Yes, I love to idealize fatness on my partner. Yes, I love to eroticize my partners fatness. Yes, I love to feed and fatten. Yes, I love to watch my partner gorge on her beloved pleasures and tastes, gluttony abound. I also respect her as a human being and know that she is _more than_ just a fat body or a greedy mouth (although both of those are inclusive to her entire dynamic person). I know there are limits, realistic limits. What's beautiful about an indulging lifestyle, an indulgent personality and an indulgent-centric relationship is there are vast amounts of ways to participate in gratifying that indulgence. The exciting part is the experimentation of working out what works best for you and your partner. At least that's what I'm thrilled about with my relationship (along with her ravishing smile, her intensely deep eyes, her expressiveness, her passionate personality, her hobbies and so much more).
The way I see it, we have a normal relationship - respect for one another, admiration for each other, sexual attraction, honesty and openness, friendship as well as romanticism, etc... except, we have this entire level of commonality on top of our relationship; something that brings us closer together, something that unites us more completely, something that both of us share a boundless enthusiasm for. It just provides a much more special uniqueness to what we already have together. I'm proud of that and I'm proud of her.


----------



## LifeTraveller (Mar 2, 2012)

I have to confess I'm not really all that good at posting, what with multiple quotes and all. . but I'm going to get the hang of it. . eventually. . 

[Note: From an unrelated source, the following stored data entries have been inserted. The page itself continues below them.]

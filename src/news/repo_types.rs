use std::{fmt, str::FromStr};

use serde::{Deserialize, Serialize};
use sqlx::FromRow;
use time::OffsetDateTime;
use uuid::Uuid;

#[derive(Debug, Clone, Copy, Serialize, Deserialize, PartialEq, Eq, Hash)]
pub enum Category {
    Education,
    Environment,
    Partnerships,
    Sports,
    Politics,
    Health,
    Weather,
    Other,
}

impl Category {
    pub const ALL: [Category; 8] = [
        Category::Education,
        Category::Environment,
        Category::Partnerships,
        Category::Sports,
        Category::Politics,
        Category::Health,
        Category::Weather,
        Category::Other,
    ];

    pub fn as_str(&self) -> &'static str {
        match self {
            Category::Education => "Education",
            Category::Environment => "Environment",
            Category::Partnerships => "Partnerships",
            Category::Sports => "Sports",
            Category::Politics => "Politics",
            Category::Health => "Health",
            Category::Weather => "Weather",
            Category::Other => "Other",
        }
    }
}

impl fmt::Display for Category {
    fn fmt(&self, f: &mut fmt::Formatter<'_>) -> fmt::Result {
        f.write_str(self.as_str())
    }
}

impl FromStr for Category {
    type Err = anyhow::Error;

    /// Case-insensitive, so `education` and `Education` are the same filter.
    fn from_str(s: &str) -> Result<Self, Self::Err> {
        let s = s.trim();
        Category::ALL
            .into_iter()
            .find(|c| c.as_str().eq_ignore_ascii_case(s))
            .ok_or_else(|| anyhow::anyhow!("unknown category {s:?}"))
    }
}

/// News post as served to clients.
#[derive(Debug, Clone, Serialize, PartialEq)]
#[serde(rename_all = "camelCase")]
pub struct Post {
    pub id: Uuid,
    pub title: String,
    pub slug: String,
    pub content: String,
    pub excerpt: String,
    #[serde(with = "time::serde::rfc3339")]
    pub date: OffsetDateTime,
    pub read_time: String,
    pub category: Category,
    pub tags: Vec<String>,
    pub image: Option<String>,
    pub author: Uuid,
    #[serde(with = "time::serde::rfc3339")]
    pub created_at: OffsetDateTime,
    #[serde(with = "time::serde::rfc3339")]
    pub updated_at: OffsetDateTime,
}

#[derive(Debug, FromRow)]
pub(crate) struct PostRow {
    pub id: Uuid,
    pub title: String,
    pub slug: String,
    pub content: String,
    pub excerpt: String,
    pub date: OffsetDateTime,
    pub read_time: String,
    pub category: String,
    pub tags: Vec<String>,
    pub image: Option<String>,
    pub author_id: Uuid,
    pub created_at: OffsetDateTime,
    pub updated_at: OffsetDateTime,
}

impl TryFrom<PostRow> for Post {
    type Error = anyhow::Error;

    fn try_from(row: PostRow) -> Result<Self, Self::Error> {
        Ok(Self {
            id: row.id,
            title: row.title,
            slug: row.slug,
            content: row.content,
            excerpt: row.excerpt,
            date: row.date,
            read_time: row.read_time,
            category: row.category.parse()?,
            tags: row.tags,
            image: row.image,
            author: row.author_id,
            created_at: row.created_at,
            updated_at: row.updated_at,
        })
    }
}

/// Validated fields for an insert or a full update.
#[derive(Debug, Clone, PartialEq)]
pub struct NewPost {
    pub title: String,
    pub slug: String,
    pub content: String,
    pub excerpt: String,
    pub date: OffsetDateTime,
    pub read_time: String,
    pub category: Category,
    pub tags: Vec<String>,
    pub image: Option<String>,
    pub author: Uuid,
}

#[derive(Debug, Clone, Default, PartialEq)]
pub struct PostFilter {
    pub category: Option<Category>,
    pub exclude: Option<Uuid>,
    pub limit: i64,
}

#[cfg(test)]
mod tests {
    use super::*;

    #[test]
    fn category_parses_case_insensitively() {
        assert_eq!("education".parse::<Category>().unwrap(), Category::Education);
        assert_eq!(" Weather ".parse::<Category>().unwrap(), Category::Weather);
        assert!("Gossip".parse::<Category>().is_err());
    }

    #[test]
    fn post_serializes_camel_case() {
        let now = OffsetDateTime::UNIX_EPOCH;
        let post = Post {
            id: Uuid::nil(),
            title: "Hi".into(),
            slug: "hi".into(),
            content: "<p>x</p>".into(),
            excerpt: "x".into(),
            date: now,
            read_time: "2 min".into(),
            category: Category::Health,
            tags: vec!["a".into()],
            image: None,
            author: Uuid::nil(),
            created_at: now,
            updated_at: now,
        };
        let json = serde_json::to_value(&post).unwrap();
        assert_eq!(json["readTime"], "2 min");
        assert_eq!(json["category"], "Health");
        assert_eq!(json["date"], "1970-01-01T00:00:00Z");
        assert!(json["image"].is_null());
    }
}
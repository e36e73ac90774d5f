use std::{
    path::{Component, Path, PathBuf},
    sync::Arc,
};

use anyhow::Context;
use async_trait::async_trait;
use aws_config::{defaults, BehaviorVersion};
use aws_credential_types::Credentials;
use aws_sdk_s3::{
    config::{Builder as S3ConfigBuilder, Region},
    Client,
};
use aws_smithy_types::byte_stream::ByteStream;
use bytes::Bytes;

use crate::config::StorageConfig;

/// Where uploaded post images live. Keys are relative, `/`-separated paths.
#[async_trait]
pub trait StorageClient: Send + Sync {
    async fn put_object(&self, key: &str, body: Bytes, content_type: &str) -> anyhow::Result<()>;
    async fn delete_object(&self, key: &str) -> anyhow::Result<()>;
    fn public_url(&self, key: &str) -> String;
}

pub async fn connect(cfg: &StorageConfig) -> anyhow::Result<Arc<dyn StorageClient>> {
    let storage = match cfg {
        StorageConfig::Local { dir, url_base } => {
            Arc::new(LocalStorage::new(dir, url_base).await?) as Arc<dyn StorageClient>
        }
        StorageConfig::S3 {
            endpoint,
            bucket,
            region,
            access_key,
            secret_key,
            public_url_base,
        } => Arc::new(
            S3Storage::new(endpoint, bucket, access_key, secret_key, region, public_url_base)
                .await?,
        ) as Arc<dyn StorageClient>,
    };
    Ok(storage)
}

/// Files under a directory that the app also serves statically.
#[derive(Clone)]
pub struct LocalStorage {
    root: PathBuf,
    url_base: String,
}

impl LocalStorage {
    pub async fn new(dir: impl AsRef<Path>, url_base: &str) -> anyhow::Result<Self> {
        let root = dir.as_ref().to_path_buf();
        tokio::fs::create_dir_all(&root)
            .await
            .with_context(|| format!("create uploads dir {}", root.display()))?;
        Ok(Self {
            root,
            url_base: url_base.trim_end_matches('/').to_string(),
        })
    }

    fn path_for(&self, key: &str) -> anyhow::Result<PathBuf> {
        let rel = Path::new(key);
        anyhow::ensure!(
            rel.components().all(|c| matches!(c, Component::Normal(_))),
            "storage key {key:?} must be a plain relative path"
        );
        Ok(self.root.join(rel))
    }
}

#[async_trait]
impl StorageClient for LocalStorage {
    async fn put_object(&self, key: &str, body: Bytes, _content_type: &str) -> anyhow::Result<()> {
        let path = self.path_for(key)?;
        if let Some(parent) = path.parent() {
            tokio::fs::create_dir_all(parent)
                .await
                .with_context(|| format!("create dir {}", parent.display()))?;
        }
        tokio::fs::write(&path, &body)
            .await
            .with_context(|| format!("write {}", path.display()))?;
        Ok(())
    }

    async fn delete_object(&self, key: &str) -> anyhow::Result<()> {
        let path = self.path_for(key)?;
        tokio::fs::remove_file(&path)
            .await
            .with_context(|| format!("remove {}", path.display()))?;
        Ok(())
    }

    fn public_url(&self, key: &str) -> String {
        format!("{}/{}", self.url_base, key)
    }
}

/// S3-compatible bucket (MinIO, R2, AWS).
#[derive(Clone)]
pub struct S3Storage {
    client: Client,
    bucket: String,
    public_url_base: String,
}

impl S3Storage {
    pub async fn new(
        endpoint: &str,
        bucket: &str,
        access_key: &str,
        secret_key: &str,
        region: &str,
        public_url_base: &str,
    ) -> anyhow::Result<Self> {
        let shared = defaults(BehaviorVersion::latest())
            .region(Region::new(region.to_string()))
            .credentials_provider(Credentials::new(
                access_key, secret_key, None, None, "static",
            ))
            .endpoint_url(endpoint)
            .load()
            .await;

        let conf = S3ConfigBuilder::from(&shared)
            .endpoint_url(endpoint)
            .force_path_style(true)
            .build();

        Ok(Self {
            client: Client::from_conf(conf),
            bucket: bucket.to_string(),
            public_url_base: public_url_base.trim_end_matches('/').to_string(),
        })
    }
}

#[async_trait]
impl StorageClient for S3Storage {
    async fn put_object(&self, key: &str, body: Bytes, content_type: &str) -> anyhow::Result<()> {
        self.client
            .put_object()
            .bucket(&self.bucket)
            .key(key)
            .body(ByteStream::from(body))
            .content_type(content_type)
            .send()
            .await
            .context("s3 put_object")?;
        Ok(())
    }

    async fn delete_object(&self, key: &str) -> anyhow::Result<()> {
        self.client
            .delete_object()
            .bucket(&self.bucket)
            .key(key)
            .send()
            .await
            .context("s3 delete_object")?;
        Ok(())
    }

    fn public_url(&self, key: &str) -> String {
        format!("{}/{}", self.public_url_base, key)
    }
}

I totally agree this is indeed a worthwhile thread. If nothing else, perhaps it will set aside the overall stereotype that all feeders, are "destructive control freaks" and all feedee's are " miserable victims of aforementioned control freaks". While those people do exist, as is often the case they are the example held up to represent the entirely of a particular "group", or "fetish". I can understand the feelings of someone who has been in a "bad" relationship and gotten free of it. That is not what we're discussing here. I am in fact learning a great deal from what I'm reading.

I remember the day I "outed" myself as being a total "FA". The "liberation", was one of taking a millstone off my back. I could stand up straight and admit to my preferences in women. I long ago stopped trying to "explain" my preferences. Most of us here understand this totally. I prefer a fat woman, due to my own set of personal attractions. Much as someone might find a disposition for blondes, brunettes, busty, or other physical attribute. It is what it is. Most outside our community circle will ever "get it". It's not in their best interest to ever understand, so they most likely will never give the effort. I'm ok with that until they criticize my preferences, or worse, the person I care for. . I believe in freedom. .I have mine, please don't trample on it. . It might get ugly. .but I digress. .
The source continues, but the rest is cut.